*What needs to be done*: Take the entries below and print all of them exactly, please.

*Dataset entries*:
·····
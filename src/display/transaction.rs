//! Transaction display formatting

use crate::models::Transaction;

/// Format a single transaction as a list row
///
/// Expenses are shown negative; the ID comes last so it can be copied for
/// `transaction delete`.
pub fn format_transaction_row(txn: &Transaction, symbol: &str, date_format: &str) -> String {
    format!(
        "{:10} {:24} {:18} {:>12}  {}",
        txn.date.format(date_format),
        truncate(&txn.title, 24),
        truncate(&txn.category, 18),
        txn.signed_amount().format_with_symbol(symbol),
        txn.id
    )
}

/// Format transactions as a table
pub fn format_transaction_list(
    transactions: &[&Transaction],
    symbol: &str,
    date_format: &str,
) -> String {
    if transactions.is_empty() {
        return "No transactions found.\n".to_string();
    }

    let mut output = String::new();
    output.push_str(&format!(
        "{:10} {:24} {:18} {:>12}  {}\n",
        "Date", "Title", "Category", "Amount", "ID"
    ));
    output.push_str(&"-".repeat(72));
    output.push('\n');

    for txn in transactions {
        output.push_str(&format_transaction_row(txn, symbol, date_format));
        output.push('\n');
    }

    output
}

/// Format transaction details for display
pub fn format_transaction_details(txn: &Transaction, symbol: &str, date_format: &str) -> String {
    let mut output = String::new();

    output.push_str(&format!("Transaction: {}\n", txn.id));
    output.push_str(&format!("Title:       {}\n", txn.title));
    output.push_str(&format!("Date:        {}\n", txn.date.format(date_format)));
    output.push_str(&format!("Amount:      {}\n", txn.amount.format_with_symbol(symbol)));
    output.push_str(&format!("Type:        {}\n", txn.kind));
    output.push_str(&format!("Category:    {}\n", txn.category));

    if let Some(description) = txn.description.as_deref().filter(|d| !d.is_empty()) {
        output.push_str(&format!("Description: {}\n", description));
    }

    output
}

/// Pad or cut a string to exactly `max_len` characters
pub(crate) fn truncate(s: &str, max_len: usize) -> String {
    if s.chars().count() <= max_len {
        format!("{:width$}", s, width = max_len)
    } else {
        let kept: String = s.chars().take(max_len.saturating_sub(3)).collect();
        format!("{}...", kept)
    }
}

#[cfg(test)]
mod tests {
    use super::*;
    use crate::storage::sample::sample_transactions;

    #[test]
    fn test_row_shows_signed_amount_and_id() {
        let txns = sample_transactions();

        let salary = format_transaction_row(&txns[0], "$", "%Y-%m-%d");
        assert!(salary.starts_with("2024-01-01 Salary"));
        assert!(salary.contains("$5000.00"));
        assert!(salary.ends_with(" 1"));

        let groceries = format_transaction_row(&txns[1], "$", "%Y-%m-%d");
        assert!(groceries.contains("-$150.00"));
    }

    #[test]
    fn test_list() {
        let txns = sample_transactions();
        let refs: Vec<_> = txns.iter().collect();

        let output = format_transaction_list(&refs, "$", "%d/%m/%Y");
        assert!(output.starts_with("Date"));
        assert!(output.contains("05/01/2024"));
        assert_eq!(output.lines().count(), 7);
    }

    #[test]
    fn test_empty_list() {
        assert_eq!(format_transaction_list(&[], "$", "%Y-%m-%d"), "No transactions found.\n");
    }

    #[test]
    fn test_details() {
        let txns = sample_transactions();
        let output = format_transaction_details(&txns[2], "€", "%Y-%m-%d");

        assert!(output.contains("Title:       Gas Station"));
        assert!(output.contains("Amount:      €60.00"));
        assert!(output.contains("Type:        expense"));
        assert!(output.contains("Description: Fuel for car"));
    }

    #[test]
    fn test_truncate() {
        assert_eq!(truncate("abc", 5), "abc  ");
        assert_eq!(truncate("Bills & Utilities", 10), "Bills &...");
        assert_eq!(truncate("Café au lait crème", 8), "Café ...");
    }
}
·····
*Response*:
filename src/display/transaction.rs
//! Transaction display formatting

use crate::models::Transaction;

/// Format a single transaction as a list row
///
/// Expenses are shown negative; the ID comes last so it can be copied for
/// `transaction delete`.
pub fn format_transaction_row(txn: &Transaction, symbol: &str, date_format: &str) -> String {
    format!(
        "{:10} {:24} {:18} {:>12}  {}",
        txn.date.format(date_format),
        truncate(&txn.title, 24),
        truncate(&txn.category, 18),
        txn.signed_amount().format_with_symbol(symbol),
        txn.id
    )
}

/// Format transactions as a table
pub fn format_transaction_list(
    transactions: &[&Transaction],
    symbol: &str,
    date_format: &str,
) -> String {
    if transactions.is_empty() {
        return "No transactions found.\n".to_string();
    }

    let mut output = String::new();
    output.push_str(&format!(
        "{:10} {:24} {:18} {:>12}  {}\n",
        "Date", "Title", "Category", "Amount", "ID"
    ));
    output.push_str(&"-".repeat(72));
    output.push('\n');

    for txn in transactions {
        output.push_str(&format_transaction_row(txn, symbol, date_format));
        output.push('\n');
    }

    output
}

/// Format transaction details for display
pub fn format_transaction_details(txn: &Transaction, symbol: &str, date_format: &str) -> String {
    let mut output = String::new();

    output.push_str(&format!("Transaction: {}\n", txn.id));
    output.push_str(&format!("Title:       {}\n", txn.title));
    output.push_str(&format!("Date:        {}\n", txn.date.format(date_format)));
    output.push_str(&format!("Amount:      {}\n", txn.amount.format_with_symbol(symbol)));
    output.push_str(&format!("Type:        {}\n", txn.kind));
    output.push_str(&format!("Category:    {}\n", txn.category));

    if let Some(description) = txn.description.as_deref().filter(|d| !d.is_empty()) {
        output.push_str(&format!("Description: {}\n", description));
    }

    output
}

/// Pad or cut a string to exactly `max_len` characters
pub(crate) fn truncate(s: &str, max_len: usize) -> String {
    if s.chars().count() <= max_len {
        format!("{:width$}", s, width = max_len)
    } else {
        let kept: String = s.chars().take(max_len.saturating_sub(3)).collect();
        format!("{}...", kept)
    }
}

#[cfg(test)]
mod tests {
    use super::*;
    use crate::storage::sample::sample_transactions;

    #[test]
    fn test_row_shows_signed_amount_and_id() {
        let txns = sample_transactions();

        let salary = format_transaction_row(&txns[0], "$", "%Y-%m-%d");
        assert!(salary.starts_with("2024-01-01 Salary"));
        assert!(salary.contains("$5000.00"));
        assert!(salary.ends_with(" 1"));

        let groceries = format_transaction_row(&txns[1], "$", "%Y-%m-%d");
        assert!(groceries.contains("-$150.00"));
    }

    #[test]
    fn test_list() {
        let txns = sample_transactions();
        let refs: Vec<_> = txns.iter().collect();

        let output = format_transaction_list(&refs, "$", "%d/%m/%Y");
        assert!(output.starts_with("Date"));
        assert!(output.contains("05/01/2024"));
        assert_eq!(output.lines().count(), 7);
    }

    #[test]
    fn test_empty_list() {
        assert_eq!(format_transaction_list(&[], "$", "%Y-%m-%d"), "No transactions found.\n");
    }

    #[test]
    fn test_details() {
        let txns = sample_transactions();
        let output = format_transaction_details(&txns[2], "€", "%Y-%m-%d");

        assert!(output.contains("Title:       Gas Station"));
        assert!(output.contains("Amount:      €60.00"));
        assert!(output.contains("Type:        expense"));
        assert!(output.contains("Description: Fuel for car"));
    }

    #[test]
    fn test_truncate() {
        assert_eq!(truncate("abc", 5), "abc  ");
        assert_eq!(truncate("Bills & Utilities", 10), "Bills &...");
        assert_eq!(truncate("Café au lait crème", 8), "Café ...");
    }
}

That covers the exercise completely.